DESCRIPTION OF THE TASK: Retype only the stretch of lines that starts with the line containing "assert_eq!(canvas.pixel(5, 45), Some((0, 0, 0)));" and ends with the last line of the records, both included, exactly.

EXERCISE DATA:

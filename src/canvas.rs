// ============================================================================
// CANVAS (IMMEDIATE MODE RASTERIZER)
// ============================================================================

use crate::polar::{polar, Point};
use crate::render::{Color, RenderTarget, Stroke};

/// Degrees between two consecutive points of a rasterized arc.
const ARC_STEP_DEGREES: f64 = 3.0;

/// An RGBA8 frame, typically the one handed out by `pixels::Pixels::frame_mut`.
pub struct Canvas<'a> {
    frame: &'a mut [u8],
    width: usize,
    height: usize,
}

impl<'a> Canvas<'a> {
    pub fn new(frame: &'a mut [u8], width: usize, height: usize) -> Self {
        Self {
            frame,
            width,
            height,
        }
    }

    pub fn width(&self) -> usize {
        self.width
    }

    pub fn height(&self) -> usize {
        self.height
    }

    /// RGB value at `(x, y)`, or `None` outside the frame.
    pub fn pixel(&self, x: usize, y: usize) -> Option<(u8, u8, u8)> {
        if x >= self.width || y >= self.height {
            return None;
        }
        let idx = (y * self.width + x) * 4;
        self.frame
            .get(idx..idx + 3)
            .map(|px| (px[0], px[1], px[2]))
    }

    fn set_pixel(&mut self, x: i32, y: i32, color: Color, alpha: f32) {
        if x < 0 || y < 0 || x as usize >= self.width || y as usize >= self.height {
            return;
        }
        let idx = (y as usize * self.width + x as usize) * 4;
        let Some(dst) = self.frame.get_mut(idx..idx + 4) else {
            return;
        };
        let a = alpha.clamp(0.0, 1.0);
        let src = [color.r as f32, color.g as f32, color.b as f32];
        for (channel, value) in dst.iter_mut().zip(src) {
            *channel = (value * a + *channel as f32 * (1.0 - a)).round() as u8;
        }
        dst[3] = 0xff;
    }

    /// Row and column ranges covering `[min, max]`, clipped to the frame.
    fn clip(&self, min: Point, max: Point) -> Option<(i32, i32, i32, i32)> {
        let min_x = (min.x.floor() as i32).max(0);
        let min_y = (min.y.floor() as i32).max(0);
        let max_x = (max.x.ceil() as i32).min(self.width as i32 - 1);
        let max_y = (max.y.ceil() as i32).min(self.height as i32 - 1);
        (min_x <= max_x && min_y <= max_y).then_some((min_x, min_y, max_x, max_y))
    }

    fn draw_thick_line_aa(&mut self, from: Point, to: Point, stroke: Stroke) {
        let pad = stroke.width.ceil() as f64 + 1.0;
        let Some((min_x, min_y, max_x, max_y)) = self.clip(
            Point::new(from.x.min(to.x) - pad, from.y.min(to.y) - pad),
            Point::new(from.x.max(to.x) + pad, from.y.max(to.y) + pad),
        ) else {
            return;
        };
        let dx = to.x - from.x;
        let dy = to.y - from.y;
        let len_sq = dx * dx + dy * dy;
        let half = stroke.width as f64 / 2.0;
        for y in min_y..=max_y {
            for x in min_x..=max_x {
                let px = x as f64 - from.x;
                let py = y as f64 - from.y;
                let t = if len_sq > 0.0 {
                    ((px * dx + py * dy) / len_sq).clamp(0.0, 1.0)
                } else {
                    0.0
                };
                let lx = from.x + t * dx;
                let ly = from.y + t * dy;
                let dist = ((lx - x as f64).powi(2) + (ly - y as f64).powi(2)).sqrt();
                let aa = (1.0 - (dist - half).clamp(0.0, 1.0)).clamp(0.0, 1.0);
                if aa > 0.01 {
                    self.set_pixel(x, y, stroke.color, aa as f32);
                }
            }
        }
    }
}

/// Clockwise screen angle of `(dx, dy)` in `[0, 360)`.
fn screen_angle(dx: f64, dy: f64) -> f64 {
    dy.atan2(dx).to_degrees().rem_euclid(360.0)
}

fn in_sweep(angle: f64, start: f64, sweep: f64) -> bool {
    let (start, sweep) = if sweep < 0.0 {
        (start + sweep, -sweep)
    } else {
        (start, sweep)
    };
    sweep >= 360.0 || (angle - start).rem_euclid(360.0) <= sweep
}

/// Point on the circle at a clockwise screen angle.
fn rim_point(center: Point, radius: f64, angle: f64) -> Point {
    polar(center, radius, -angle)
}

impl RenderTarget for Canvas<'_> {
    fn clear(&mut self, color: Color) {
        for chunk in self.frame.chunks_exact_mut(4) {
            chunk.copy_from_slice(&[color.r, color.g, color.b, 0xff]);
        }
    }

    fn line(&mut self, from: Point, to: Point, stroke: Stroke) {
        self.draw_thick_line_aa(from, to, stroke);
    }

    fn arc(&mut self, center: Point, radius: f64, start: f64, sweep: f64, stroke: Stroke) {
        let steps = (sweep.abs() / ARC_STEP_DEGREES).ceil().max(1.0) as usize;
        let mut prev = rim_point(center, radius, start);
        for i in 1..=steps {
            let angle = start + sweep * i as f64 / steps as f64;
            let next = rim_point(center, radius, angle);
            self.draw_thick_line_aa(prev, next, stroke);
            prev = next;
        }
    }

    fn stroke_pie(&mut self, center: Point, radius: f64, start: f64, sweep: f64, stroke: Stroke) {
        self.arc(center, radius, start, sweep, stroke);
        if sweep.abs() < 360.0 {
            self.line(center, rim_point(center, radius, start), stroke);
            self.line(center, rim_point(center, radius, start + sweep), stroke);
        }
    }

    fn fill_pie(&mut self, center: Point, radius: f64, start: f64, sweep: f64, color: Color) {
        let reach = radius + 1.0;
        let Some((min_x, min_y, max_x, max_y)) = self.clip(
            Point::new(center.x - reach, center.y - reach),
            Point::new(center.x + reach, center.y + reach),
        ) else {
            return;
        };
        for y in min_y..=max_y {
            for x in min_x..=max_x {
                let dx = x as f64 - center.x;
                let dy = y as f64 - center.y;
                let dist = (dx * dx + dy * dy).sqrt();
                let aa = if dist > radius {
                    1.0 - (dist - radius).min(1.0)
                } else {
                    1.0
                };
                if aa > 0.0 && in_sweep(screen_angle(dx, dy), start, sweep) {
                    self.set_pixel(x, y, color, aa as f32);
                }
            }
        }
    }

    fn fill_polygon(&mut self, points: &[Point], color: Color) {
        if points.len() < 3 {
            return;
        }
        let (min, max) = points.iter().fold(
            (Point::new(f64::MAX, f64::MAX), Point::new(f64::MIN, f64::MIN)),
            |(min, max), p| {
                (
                    Point::new(min.x.min(p.x), min.y.min(p.y)),
                    Point::new(max.x.max(p.x), max.y.max(p.y)),
                )
            },
        );
        let Some((min_x, min_y, max_x, max_y)) = self.clip(min, max) else {
            return;
        };
        for y in min_y..=max_y {
            for x in min_x..=max_x {
                if contains(points, x as f64, y as f64) {
                    self.set_pixel(x, y, color, 1.0);
                }
            }
        }
    }
}

/// Even-odd point in polygon test.
fn contains(points: &[Point], x: f64, y: f64) -> bool {
    let mut inside = false;
    let mut j = points.len() - 1;
    for i in 0..points.len() {
        let (a, b) = (points[i], points[j]);
        if (a.y > y) != (b.y > y) && x < (b.x - a.x) * (y - a.y) / (b.y - a.y) + a.x {
            inside = !inside;
        }
        j = i;
    }
    inside
}

#[cfg(test)]
mod tests {
    use super::*;

    const RED: Color = Color::new(0xff, 0x00, 0x00);

    #[test]
    fn test_fill_pie_respects_sweep() {
        let mut frame = vec![0u8; 100 * 100 * 4];
        let mut canvas = Canvas::new(&mut frame, 100, 100);
        // 0..90 clockwise on screen is the lower right quadrant.
        canvas.fill_pie(Point::new(50.0, 50.0), 40.0, 0.0, 90.0, RED);

        assert_eq!(canvas.pixel(70, 70), Some((0xff, 0, 0)));
        assert_eq!(canvas.pixel(70, 30), Some((0, 0, 0)));
        assert_eq!(canvas.pixel(30, 70), Some((0, 0, 0)));
        assert_eq!(canvas.pixel(98, 98), Some((0, 0, 0)));
    }

    #[test]
    fn test_fill_pie_wraps_through_zero() {
        let mut frame = vec![0u8; 100 * 100 * 4];
        let mut canvas = Canvas::new(&mut frame, 100, 100);
        canvas.fill_pie(Point::new(50.0, 50.0), 40.0, 315.0, 90.0, RED);

        // Straight right of the center lies at 0 degrees, inside the wrap.
        assert_eq!(canvas.pixel(80, 50), Some((0xff, 0, 0)));
        assert_eq!(canvas.pixel(20, 50), Some((0, 0, 0)));
    }

    #[test]
    fn test_line_and_clear() {
        let mut frame = vec![0u8; 20 * 20 * 4];
        let mut canvas = Canvas::new(&mut frame, 20, 20);
        canvas.clear(Color::WHITE);
        assert_eq!(canvas.pixel(0, 0), Some((0xff, 0xff, 0xff)));

        canvas.line(
            Point::new(2.0, 10.0),
            Point::new(17.0, 10.0),
            Stroke::new(Color::BLACK, 2.0),
        );
        assert_eq!(canvas.pixel(10, 10), Some((0, 0, 0)));
        assert_eq!(canvas.pixel(10, 2), Some((0xff, 0xff, 0xff)));
    }

    #[test]
    fn test_fill_polygon_triangle() {
        let mut frame = vec![0u8; 50 * 50 * 4];
        let mut canvas = Canvas::new(&mut frame, 50, 50);
        canvas.fill_polygon(
            &[Point::new(10.0, 10.0), Point::new(40.0, 10.0), Point::new(25.0, 40.0)],
            RED,
        );
        assert_eq!(canvas.pixel(25, 20), Some((0xff, 0, 0)));
        assert_eq!(canvas.pixel(5, 45), Some((0, 0, 0)));
    }

    #[test]
    fn test_drawing_off_frame_is_clipped() {
        let mut frame = vec![0u8; 10 * 10 * 4];
        let mut canvas = Canvas::new(&mut frame, 10, 10);
        canvas.fill_pie(Point::new(-100.0, -100.0), 5.0, 0.0, 360.0, RED);
        canvas.line(
            Point::new(-50.0, 5.0),
            Point::new(50.0, 5.0),
            Stroke::new(RED, 1.0),
        );
        assert_eq!(canvas.pixel(0, 0), Some((0, 0, 0)));
        assert_eq!(canvas.pixel(5, 5), Some((0xff, 0, 0)));
        assert_eq!(canvas.pixel(10, 5), None);
    }
}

WRITTEN RESPONSE:
        assert_eq!(canvas.pixel(5, 45), Some((0, 0, 0)));
    }

    #[test]
    fn test_drawing_off_frame_is_clipped() {
        let mut frame = vec![0u8; 10 * 10 * 4];
        let mut canvas = Canvas::new(&mut frame, 10, 10);
        canvas.fill_pie(Point::new(-100.0, -100.0), 5.0, 0.0, 360.0, RED);
        canvas.line(
            Point::new(-50.0, 5.0),
            Point::new(50.0, 5.0),
            Stroke::new(RED, 1.0),
        );
        assert_eq!(canvas.pixel(0, 0), Some((0, 0, 0)));
        assert_eq!(canvas.pixel(5, 5), Some((0xff, 0, 0)));
        assert_eq!(canvas.pixel(10, 5), None);
    }
}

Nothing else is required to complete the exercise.